> _Data shown_
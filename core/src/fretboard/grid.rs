use crate::fretboard::Tuning;
use crate::theory::{Note, NoteSet};

/// Frets per string, the open string included.
pub const DEFAULT_FRETS: usize = 15;

#[derive(Debug, Clone, Copy, PartialEq)]
pub struct FretState {
  note: Note,
  in_scale: bool,
  root: bool,
}

impl FretState {
  fn new(note: Note, scale_notes: &NoteSet, root: Note) -> FretState {
    let in_scale = scale_notes.contains(note);
    FretState {
      note,
      in_scale,
      root: in_scale && note == root,
    }
  }

  pub fn get_note(&self) -> Note {
    self.note
  }

  pub fn is_in_scale(&self) -> bool {
    self.in_scale
  }

  pub fn is_root(&self) -> bool {
    self.root
  }
}

/// The derived render state for every (string, fret) pair. Never stored
/// anywhere, always recomputed from the tuning and the scale selection.
#[derive(Debug, Clone, PartialEq)]
pub struct FretGrid {
  strings: Vec<Vec<FretState>>,
}

impl FretGrid {
  pub fn compute(tuning: &Tuning, scale_notes: &NoteSet, root: Note, frets: usize) -> FretGrid {
    let strings = tuning
      .notes()
      .iter()
      .map(|open_note| {
        (0..frets)
          .map(|fret| FretState::new(open_note.at_fret(fret), scale_notes, root))
          .collect()
      })
      .collect();

    FretGrid { strings }
  }

  pub fn num_strings(&self) -> usize {
    self.strings.len()
  }

  pub fn get_state(&self, string: usize, fret: usize) -> Option<&FretState> {
    self.strings.get(string).and_then(|frets| frets.get(fret))
  }

  pub fn strings(&self) -> &[Vec<FretState>] {
    &self.strings
  }
}

#[cfg(test)]
mod test {

  use super::{FretGrid, Note, NoteSet, Tuning, DEFAULT_FRETS};
  use crate::theory::ScaleKind;

  fn standard() -> Tuning {
    Tuning::new(vec![Note::E, Note::A, Note::D, Note::G, Note::B, Note::E])
  }

  #[test]
  pub fn compute_dimensions() {
    let scale_notes = ScaleKind::Major.notes_in_key(Note::C);
    let grid = FretGrid::compute(&standard(), &scale_notes, Note::C, DEFAULT_FRETS);

    assert_eq!(grid.num_strings(), 6);
    for string in 0..grid.num_strings() {
      assert!(grid.get_state(string, DEFAULT_FRETS - 1).is_some());
      assert!(grid.get_state(string, DEFAULT_FRETS).is_none());
    }
  }

  #[test]
  pub fn compute_is_deterministic() {
    let scale_notes = ScaleKind::Minor.notes_in_key(Note::A);
    let first = FretGrid::compute(&standard(), &scale_notes, Note::A, DEFAULT_FRETS);
    let second = FretGrid::compute(&standard(), &scale_notes, Note::A, DEFAULT_FRETS);
    assert_eq!(first, second);
  }

  #[test]
  pub fn empty_scale_renders_nothing() {
    let grid = FretGrid::compute(&standard(), &NoteSet::empty(), Note::C, DEFAULT_FRETS);

    for string in grid.strings() {
      for state in string {
        assert!(!state.is_in_scale());
        assert!(!state.is_root());
      }
    }
  }

  #[test]
  pub fn root_outside_scale_marks_no_roots() {
    let scale_notes = NoteSet::from_notes(vec![Note::D, Note::E, Note::F]);
    let grid = FretGrid::compute(&standard(), &scale_notes, Note::C, DEFAULT_FRETS);

    for string in grid.strings() {
      for state in string {
        assert!(!state.is_root());
      }
    }
  }

  #[test]
  pub fn c_major_on_a_standard_guitar() {
    let scale_notes = ScaleKind::Major.notes_in_key(Note::C);
    let grid = FretGrid::compute(&standard(), &scale_notes, Note::C, DEFAULT_FRETS);

    // String 1 is the open E string. Fret 0 sounds E, in scale but no root.
    let open = grid.get_state(0, 0).unwrap();
    assert_eq!(open.get_note(), Note::E);
    assert!(open.is_in_scale());
    assert!(!open.is_root());

    // Fret 8 on the same string sounds C, the root.
    let eighth = grid.get_state(0, 8).unwrap();
    assert_eq!(eighth.get_note(), Note::C);
    assert!(eighth.is_in_scale());
    assert!(eighth.is_root());

    // Fret 1 sounds F, in scale; fret 2 sounds F#, not in scale.
    assert!(grid.get_state(0, 1).unwrap().is_in_scale());
    assert!(!grid.get_state(0, 2).unwrap().is_in_scale());
  }

  #[test]
  pub fn roots_imply_in_scale() {
    let scale_notes = ScaleKind::Minor.notes_in_key(Note::E);
    let grid = FretGrid::compute(&standard(), &scale_notes, Note::E, DEFAULT_FRETS);

    for string in grid.strings() {
      for state in string {
        if state.is_root() {
          assert!(state.is_in_scale());
          assert_eq!(state.get_note(), Note::E);
        }
      }
    }
  }
}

> _Work to be completed_
Locate the word "theory" in the data above. Copy every line carrying it.

> _Result_
use crate::theory::{Note, NoteSet};
  use crate::theory::ScaleKind;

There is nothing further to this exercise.